Wind of change

30. November 2019  Im Landtag, Im Wahlkreis

Der Landtag hat in der vergangenen Landtagssitzung mit Gegenstimmen von Linken und AfD den Wahltermin auf den 6. Juni 2021 festgelegt. Das ist laut Wahlgesetz der spätest mögliche Termin. Die Wahl im Jahr 2016 war am 13. März, die Legislatur wurde also um drei Monate verlängert. Das hat nicht nur Auswirkungen auf den Wahlkampf sondern auch auf die finanzielle Lage der Abgeordneten. Der MDR hat diese sehr anschaulich und durchaus kritisch dargestellt.
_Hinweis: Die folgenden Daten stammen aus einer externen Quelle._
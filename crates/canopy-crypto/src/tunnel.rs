//! Tunnel encryption
//!
//! Authenticated encryption for one established tunnel: a send key and a
//! receive key derived from the handshake, a monotonically increasing send
//! counter, and a replay window on the receive side. The cipher suite is
//! network-wide; both variants expose the same AEAD surface so the choice
//! is made once at tunnel construction.

use std::sync::atomic::{AtomicU64, Ordering};
use std::sync::Mutex;

use aes_gcm::Aes128Gcm;
use chacha20poly1305::{
    aead::{Aead, KeyInit, Payload},
    ChaCha20Poly1305,
};
use zeroize::Zeroizing;

use crate::constants::{AES_KEY_SIZE, AUTH_TAG_SIZE, NONCE_SIZE, SYMMETRIC_KEY_SIZE};
use crate::error::{CryptoError, CryptoResult};
use crate::replay::{ReplayVerdict, ReplayWindow};

/// Nonce domain for data packets
pub const NONCE_DOMAIN_DATA: u32 = 0;
/// Nonce domain for handshake-stage AEAD
pub const NONCE_DOMAIN_HANDSHAKE: u32 = 1;

/// AEAD cipher suite, fixed for the whole network
#[derive(Debug, Clone, Copy, PartialEq, Eq)]
pub enum Cipher {
    /// AES-GCM with a 128-bit key
    Aes,
    /// ChaCha20-Poly1305
    ChaCha,
}

impl Cipher {
    /// Parse the configuration name for a cipher
    pub fn from_name(name: &str) -> CryptoResult<Self> {
        match name {
            "aes" => Ok(Cipher::Aes),
            "chachapoly" => Ok(Cipher::ChaCha),
            other => Err(CryptoError::EncryptionFailed(format!(
                "unknown cipher: {other}"
            ))),
        }
    }

    pub fn name(&self) -> &'static str {
        match self {
            Cipher::Aes => "aes",
            Cipher::ChaCha => "chachapoly",
        }
    }
}

enum AeadState {
    Aes(Aes128Gcm),
    ChaCha(ChaCha20Poly1305),
}

/// One directional AEAD key
pub struct SessionKey {
    state: AeadState,
}

/// Build the 12-byte nonce: 4-byte big-endian domain separator followed by
/// the 8-byte little-endian counter.
pub fn build_nonce(domain: u32, counter: u64) -> [u8; NONCE_SIZE] {
    let mut nonce = [0u8; NONCE_SIZE];
    nonce[..4].copy_from_slice(&domain.to_be_bytes());
    nonce[4..].copy_from_slice(&counter.to_le_bytes());
    nonce
}

impl SessionKey {
    /// Construct a session key from 32 bytes of derived key material.
    ///
    /// AES-GCM-128 consumes the first 16 bytes; ChaCha20-Poly1305 takes
    /// all 32.
    pub fn new(cipher: Cipher, key: &[u8; SYMMETRIC_KEY_SIZE]) -> Self {
        let state = match cipher {
            Cipher::Aes => {
                let short = Zeroizing::new(key[..AES_KEY_SIZE].to_vec());
                AeadState::Aes(
                    Aes128Gcm::new_from_slice(&short).expect("fixed-size AES key"),
                )
            }
            Cipher::ChaCha => AeadState::ChaCha(
                ChaCha20Poly1305::new_from_slice(key).expect("fixed-size ChaCha key"),
            ),
        };
        Self { state }
    }

    /// Encrypt, appending the 16-byte tag
    pub fn seal(
        &self,
        domain: u32,
        counter: u64,
        ad: &[u8],
        plaintext: &[u8],
    ) -> CryptoResult<Vec<u8>> {
        let nonce = build_nonce(domain, counter);
        let payload = Payload {
            msg: plaintext,
            aad: ad,
        };
        match &self.state {
            AeadState::Aes(c) => c.encrypt((&nonce).into(), payload),
            AeadState::ChaCha(c) => c.encrypt((&nonce).into(), payload),
        }
        .map_err(|_| CryptoError::EncryptionFailed("AEAD seal failed".into()))
    }

    /// Decrypt and verify; the tag is expected at the end of `ciphertext`
    pub fn open(
        &self,
        domain: u32,
        counter: u64,
        ad: &[u8],
        ciphertext: &[u8],
    ) -> CryptoResult<Vec<u8>> {
        if ciphertext.len() < AUTH_TAG_SIZE {
            return Err(CryptoError::AuthFail);
        }
        let nonce = build_nonce(domain, counter);
        let payload = Payload {
            msg: ciphertext,
            aad: ad,
        };
        match &self.state {
            AeadState::Aes(c) => c.decrypt((&nonce).into(), payload),
            AeadState::ChaCha(c) => c.decrypt((&nonce).into(), payload),
        }
        .map_err(|_| CryptoError::AuthFail)
    }
}

/// Encryption state for one established tunnel
pub struct CryptoTunnel {
    send: SessionKey,
    recv: SessionKey,
    /// Next counter to use on send; data counters start at 1
    send_counter: AtomicU64,
    replay: Mutex<ReplayWindow>,
}

impl CryptoTunnel {
    /// Build a tunnel from the two directional keys
    pub fn new(
        cipher: Cipher,
        send_key: &[u8; SYMMETRIC_KEY_SIZE],
        recv_key: &[u8; SYMMETRIC_KEY_SIZE],
    ) -> Self {
        Self {
            send: SessionKey::new(cipher, send_key),
            recv: SessionKey::new(cipher, recv_key),
            send_counter: AtomicU64::new(1),
            replay: Mutex::new(ReplayWindow::new()),
        }
    }

    /// Claim the next send counter.
    ///
    /// Counters never wrap: once the ceiling is reached every send fails
    /// until a new handshake replaces the tunnel. The guard band below
    /// u64::MAX keeps concurrent claimers from racing past the wrap.
    pub fn next_counter(&self) -> CryptoResult<u64> {
        const CEILING: u64 = u64::MAX - 4096;
        let c = self.send_counter.fetch_add(1, Ordering::Relaxed);
        if c >= CEILING {
            self.send_counter.store(CEILING, Ordering::Relaxed);
            return Err(CryptoError::CounterExhausted);
        }
        Ok(c)
    }

    /// Current value of the send counter (next to be claimed)
    pub fn send_counter(&self) -> u64 {
        self.send_counter.load(Ordering::Relaxed)
    }

    /// Encrypt an outbound frame under the given counter
    pub fn encrypt(&self, counter: u64, ad: &[u8], plaintext: &[u8]) -> CryptoResult<Vec<u8>> {
        self.send.seal(NONCE_DOMAIN_DATA, counter, ad, plaintext)
    }

    /// Decrypt an inbound frame. Authentication only; call
    /// [`CryptoTunnel::replay_check`] after a successful decrypt.
    pub fn decrypt(&self, counter: u64, ad: &[u8], ciphertext: &[u8]) -> CryptoResult<Vec<u8>> {
        self.recv.open(NONCE_DOMAIN_DATA, counter, ad, ciphertext)
    }

    /// Record an authenticated counter in the replay window.
    ///
    /// Only call this after decrypt succeeded, so forged packets cannot
    /// poison the window.
    pub fn replay_check(&self, counter: u64) -> CryptoResult<()> {
        let mut window = self.replay.lock().expect("replay lock poisoned");
        match window.check_and_update(counter) {
            ReplayVerdict::Accept => Ok(()),
            ReplayVerdict::DuplicateOrTooOld => Err(CryptoError::ReplayOrTooOld),
        }
    }
}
Auch wenn der Wahltermin noch 18 Monate entfernt ist, weht schon jetzt ein anderer Wind im Landtag. Es werden erste Gespräche zu weiteren politischen Ambitionen geführt, Kreisvorstände machen sich Gedanken über mögliche Kandidaten für die Wahlkreise, Landesvorstände von Parteien werden neu gewählt und Termine für Listenparteitage besprochen.

In den vergangenen Wochen hat unser Landesvorsitzender Stefan Gebhardt gemeinsam mit dem Fraktionsvorsitzenden Thomas Lippmann Gespräche mit allen Fraktionsmitgliedern geführt, um über die kommende Landtagswahl zu sprechen. Jeder von uns musste sich also bis zu diesem Gespräch entscheiden, ob man für eine weitere Legislatur zur Verfügung steht. Über die Gespräche wurde Stillschweigen vereinbart, daher kann ich nur sagen: 70 Prozent der Zeit haben die beiden Männer gesprochen, 30 Prozent ich. Erwartete hatte ich, dass es anders herum sein würde. Außerdem war ich überrascht vom Gesprächsverlauf.

Das nahende Ende dieser Legislatur macht auch die CDU und ihren momentan sehr unglücklich agierenden Innenminister etwas nervös. Die gestern erfolgte Vertrauensfrage in der CDU-Fraktion ist mit 16 zu 13 Stimmen denkbar knapp für Holger Stahlknecht ausgegangen. Ob eine so gespaltene Fraktion hinter ihm steht, wenn er seine Ambitionen aufrecht erhält, Ministerpräsident werden zu wollen? Zeit, einen neuen aussichtsreichen Kandidaten für das Amt des MP aufzubauen, ist wohl nicht mehr da.

Auch in anderen Bereichen läuft die Zeit davon. Unser Finanz- und Haushaltsreferent Benjamin Gehne wird uns zum 31. März 2020 verlassen. Wir bestreiten zwar noch gemeinsam die Haushaltsverhandlungen, müssen uns danach aber einen Nachfolger bzw. eine Nachfolgerin suchen. Wer selbst Interesse hat, bei uns in der Fraktion zu arbeiten oder wer jemanden kennt, kann sich gern die Stellenausschreibung anschauen. Wir hoffen, dass wir einen adäquaten Ersatz finden, wissen aber, dass das nicht einfach wird. Benjamin ist ein sehr guter, vernetzter und agiler Referent. Ich bedaure sehr, dass er bald andere Wege geht.